• [WORK INSTRUCTION]:
The task calls for the count of lines containing "Some" in these records, given as a number with no other words.

• [TASK INPUTS]:

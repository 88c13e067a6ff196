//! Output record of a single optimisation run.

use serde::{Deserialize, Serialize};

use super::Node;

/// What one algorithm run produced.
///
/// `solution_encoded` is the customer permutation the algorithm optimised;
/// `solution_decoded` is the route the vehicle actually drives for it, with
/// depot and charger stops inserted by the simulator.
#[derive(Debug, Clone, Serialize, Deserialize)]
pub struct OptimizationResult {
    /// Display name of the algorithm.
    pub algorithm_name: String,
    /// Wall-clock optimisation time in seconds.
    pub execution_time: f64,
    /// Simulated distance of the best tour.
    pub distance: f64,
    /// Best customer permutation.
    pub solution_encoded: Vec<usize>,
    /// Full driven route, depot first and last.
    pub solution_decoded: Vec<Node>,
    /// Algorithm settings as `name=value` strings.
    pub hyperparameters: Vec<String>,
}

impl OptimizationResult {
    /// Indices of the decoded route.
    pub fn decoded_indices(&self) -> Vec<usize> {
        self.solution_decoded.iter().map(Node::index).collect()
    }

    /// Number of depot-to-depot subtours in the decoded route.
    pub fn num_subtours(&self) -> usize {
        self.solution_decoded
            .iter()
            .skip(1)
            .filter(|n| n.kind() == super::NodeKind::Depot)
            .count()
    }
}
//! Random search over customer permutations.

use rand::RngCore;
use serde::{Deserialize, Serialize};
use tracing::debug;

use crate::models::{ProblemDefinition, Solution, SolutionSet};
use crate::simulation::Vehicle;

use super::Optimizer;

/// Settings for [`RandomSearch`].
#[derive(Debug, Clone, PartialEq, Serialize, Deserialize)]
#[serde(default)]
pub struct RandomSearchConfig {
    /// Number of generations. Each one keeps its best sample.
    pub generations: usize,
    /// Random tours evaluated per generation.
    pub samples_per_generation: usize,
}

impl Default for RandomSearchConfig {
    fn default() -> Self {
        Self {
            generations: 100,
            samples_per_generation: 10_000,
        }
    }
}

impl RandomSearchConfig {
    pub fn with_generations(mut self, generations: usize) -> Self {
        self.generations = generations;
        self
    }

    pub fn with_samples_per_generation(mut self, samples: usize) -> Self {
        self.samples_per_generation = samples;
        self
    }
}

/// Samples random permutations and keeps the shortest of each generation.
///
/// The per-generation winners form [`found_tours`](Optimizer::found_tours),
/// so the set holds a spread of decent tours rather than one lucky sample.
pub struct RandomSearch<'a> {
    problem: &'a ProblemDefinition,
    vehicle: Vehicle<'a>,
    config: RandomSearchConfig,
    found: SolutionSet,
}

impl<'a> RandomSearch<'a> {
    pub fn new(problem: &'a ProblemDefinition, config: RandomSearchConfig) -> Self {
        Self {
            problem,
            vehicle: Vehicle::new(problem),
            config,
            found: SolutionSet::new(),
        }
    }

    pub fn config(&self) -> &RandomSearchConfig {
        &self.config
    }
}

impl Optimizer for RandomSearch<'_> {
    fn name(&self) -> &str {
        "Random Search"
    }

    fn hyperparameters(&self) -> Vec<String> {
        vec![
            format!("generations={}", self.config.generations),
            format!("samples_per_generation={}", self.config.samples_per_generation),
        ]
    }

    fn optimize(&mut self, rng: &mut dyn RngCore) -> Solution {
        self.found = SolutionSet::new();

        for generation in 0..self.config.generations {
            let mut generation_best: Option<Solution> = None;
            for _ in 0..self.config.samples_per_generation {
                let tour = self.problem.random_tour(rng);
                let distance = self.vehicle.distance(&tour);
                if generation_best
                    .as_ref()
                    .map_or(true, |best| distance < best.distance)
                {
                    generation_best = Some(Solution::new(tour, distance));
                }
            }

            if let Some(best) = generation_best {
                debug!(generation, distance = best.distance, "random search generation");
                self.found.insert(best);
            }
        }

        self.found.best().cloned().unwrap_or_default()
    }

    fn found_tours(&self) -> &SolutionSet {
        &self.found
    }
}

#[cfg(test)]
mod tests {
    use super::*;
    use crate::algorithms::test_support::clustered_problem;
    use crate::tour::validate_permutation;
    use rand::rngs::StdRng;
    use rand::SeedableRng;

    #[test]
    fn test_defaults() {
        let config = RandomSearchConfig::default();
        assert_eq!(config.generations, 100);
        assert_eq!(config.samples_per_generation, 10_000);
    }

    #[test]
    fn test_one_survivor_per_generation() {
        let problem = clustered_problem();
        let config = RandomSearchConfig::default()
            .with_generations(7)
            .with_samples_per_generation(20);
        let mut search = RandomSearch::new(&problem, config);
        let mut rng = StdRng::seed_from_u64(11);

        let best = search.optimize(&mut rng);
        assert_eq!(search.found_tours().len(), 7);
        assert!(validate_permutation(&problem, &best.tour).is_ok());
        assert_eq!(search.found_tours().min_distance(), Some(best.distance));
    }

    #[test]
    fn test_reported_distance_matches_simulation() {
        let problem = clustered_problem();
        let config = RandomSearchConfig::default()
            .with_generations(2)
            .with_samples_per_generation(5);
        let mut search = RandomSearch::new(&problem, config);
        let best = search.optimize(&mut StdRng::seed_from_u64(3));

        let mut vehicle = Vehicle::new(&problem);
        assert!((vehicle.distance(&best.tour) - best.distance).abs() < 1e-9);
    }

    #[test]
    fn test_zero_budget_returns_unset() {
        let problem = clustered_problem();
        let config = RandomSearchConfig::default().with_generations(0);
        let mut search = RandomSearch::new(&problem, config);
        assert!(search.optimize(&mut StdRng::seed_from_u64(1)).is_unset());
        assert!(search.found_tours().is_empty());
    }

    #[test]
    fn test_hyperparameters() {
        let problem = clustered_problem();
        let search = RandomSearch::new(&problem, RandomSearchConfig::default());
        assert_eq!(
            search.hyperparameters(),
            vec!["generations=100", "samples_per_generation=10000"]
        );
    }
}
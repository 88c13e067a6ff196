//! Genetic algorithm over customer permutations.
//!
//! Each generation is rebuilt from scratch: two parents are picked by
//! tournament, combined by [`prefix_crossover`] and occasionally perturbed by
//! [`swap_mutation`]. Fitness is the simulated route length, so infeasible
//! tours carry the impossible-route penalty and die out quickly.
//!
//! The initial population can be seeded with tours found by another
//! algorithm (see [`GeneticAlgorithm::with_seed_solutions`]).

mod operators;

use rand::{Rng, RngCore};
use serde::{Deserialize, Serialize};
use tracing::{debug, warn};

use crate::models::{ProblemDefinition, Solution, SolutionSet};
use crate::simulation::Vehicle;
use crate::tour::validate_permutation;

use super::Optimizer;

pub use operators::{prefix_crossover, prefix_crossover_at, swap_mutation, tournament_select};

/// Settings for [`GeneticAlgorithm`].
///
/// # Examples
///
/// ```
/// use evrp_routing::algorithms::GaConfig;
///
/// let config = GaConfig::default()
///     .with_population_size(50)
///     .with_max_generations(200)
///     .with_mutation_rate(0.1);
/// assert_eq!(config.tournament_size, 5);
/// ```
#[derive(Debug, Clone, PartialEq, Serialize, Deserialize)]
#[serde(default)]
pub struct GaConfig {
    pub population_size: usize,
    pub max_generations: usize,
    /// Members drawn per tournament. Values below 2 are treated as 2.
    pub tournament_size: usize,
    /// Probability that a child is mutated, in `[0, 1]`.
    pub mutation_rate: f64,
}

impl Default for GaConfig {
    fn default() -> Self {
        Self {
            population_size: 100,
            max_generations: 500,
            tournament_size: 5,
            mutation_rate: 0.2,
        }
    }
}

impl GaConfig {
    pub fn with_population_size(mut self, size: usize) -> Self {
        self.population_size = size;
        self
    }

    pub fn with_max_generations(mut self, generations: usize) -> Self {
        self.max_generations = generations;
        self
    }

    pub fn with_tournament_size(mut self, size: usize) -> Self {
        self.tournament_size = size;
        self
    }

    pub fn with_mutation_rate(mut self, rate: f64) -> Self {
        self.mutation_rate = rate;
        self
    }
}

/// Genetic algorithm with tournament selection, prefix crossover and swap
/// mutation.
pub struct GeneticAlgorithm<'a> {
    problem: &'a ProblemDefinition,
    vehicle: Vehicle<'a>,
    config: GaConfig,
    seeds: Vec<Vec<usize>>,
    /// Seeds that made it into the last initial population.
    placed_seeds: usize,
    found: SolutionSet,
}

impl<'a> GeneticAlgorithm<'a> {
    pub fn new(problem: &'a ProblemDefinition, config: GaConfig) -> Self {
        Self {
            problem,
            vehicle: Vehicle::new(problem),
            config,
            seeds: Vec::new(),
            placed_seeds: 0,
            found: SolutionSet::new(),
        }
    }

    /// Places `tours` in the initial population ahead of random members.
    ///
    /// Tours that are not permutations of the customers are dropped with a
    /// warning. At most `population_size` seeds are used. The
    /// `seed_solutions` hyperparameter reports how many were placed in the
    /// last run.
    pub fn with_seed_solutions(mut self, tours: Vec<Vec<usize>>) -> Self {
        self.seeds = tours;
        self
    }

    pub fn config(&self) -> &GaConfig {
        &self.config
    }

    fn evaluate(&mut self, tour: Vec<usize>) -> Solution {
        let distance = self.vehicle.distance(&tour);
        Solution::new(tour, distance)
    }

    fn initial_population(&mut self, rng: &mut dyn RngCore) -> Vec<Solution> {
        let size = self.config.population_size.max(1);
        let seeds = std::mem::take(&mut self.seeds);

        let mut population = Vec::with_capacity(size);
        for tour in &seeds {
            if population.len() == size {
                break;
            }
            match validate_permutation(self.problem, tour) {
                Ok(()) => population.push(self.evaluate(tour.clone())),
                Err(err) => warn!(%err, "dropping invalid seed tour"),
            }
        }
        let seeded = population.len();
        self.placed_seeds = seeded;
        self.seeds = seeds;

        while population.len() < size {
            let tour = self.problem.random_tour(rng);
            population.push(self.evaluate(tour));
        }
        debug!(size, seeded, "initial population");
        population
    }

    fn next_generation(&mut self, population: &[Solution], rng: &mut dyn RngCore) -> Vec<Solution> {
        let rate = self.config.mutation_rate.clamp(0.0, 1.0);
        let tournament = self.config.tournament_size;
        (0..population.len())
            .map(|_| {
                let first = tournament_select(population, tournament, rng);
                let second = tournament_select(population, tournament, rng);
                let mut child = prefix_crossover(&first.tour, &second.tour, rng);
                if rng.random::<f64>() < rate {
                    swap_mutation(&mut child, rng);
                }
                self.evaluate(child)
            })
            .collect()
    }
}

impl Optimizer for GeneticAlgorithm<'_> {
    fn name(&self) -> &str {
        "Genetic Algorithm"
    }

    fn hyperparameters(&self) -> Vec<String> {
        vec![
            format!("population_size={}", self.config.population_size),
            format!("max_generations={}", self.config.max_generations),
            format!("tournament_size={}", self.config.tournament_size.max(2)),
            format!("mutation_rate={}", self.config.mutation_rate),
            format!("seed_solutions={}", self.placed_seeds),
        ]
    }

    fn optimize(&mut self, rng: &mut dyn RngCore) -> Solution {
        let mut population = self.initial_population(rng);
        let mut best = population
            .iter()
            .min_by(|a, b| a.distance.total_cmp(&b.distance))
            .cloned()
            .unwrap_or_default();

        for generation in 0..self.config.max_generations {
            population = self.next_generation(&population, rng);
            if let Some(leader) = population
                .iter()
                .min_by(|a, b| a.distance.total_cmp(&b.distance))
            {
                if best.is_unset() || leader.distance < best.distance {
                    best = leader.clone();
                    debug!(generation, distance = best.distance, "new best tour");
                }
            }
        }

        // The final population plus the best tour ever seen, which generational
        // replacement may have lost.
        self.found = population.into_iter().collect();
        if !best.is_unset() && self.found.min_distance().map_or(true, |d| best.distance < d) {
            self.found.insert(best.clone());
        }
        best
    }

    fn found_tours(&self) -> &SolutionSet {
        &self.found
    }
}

• [EXERCISE RESULT]:
4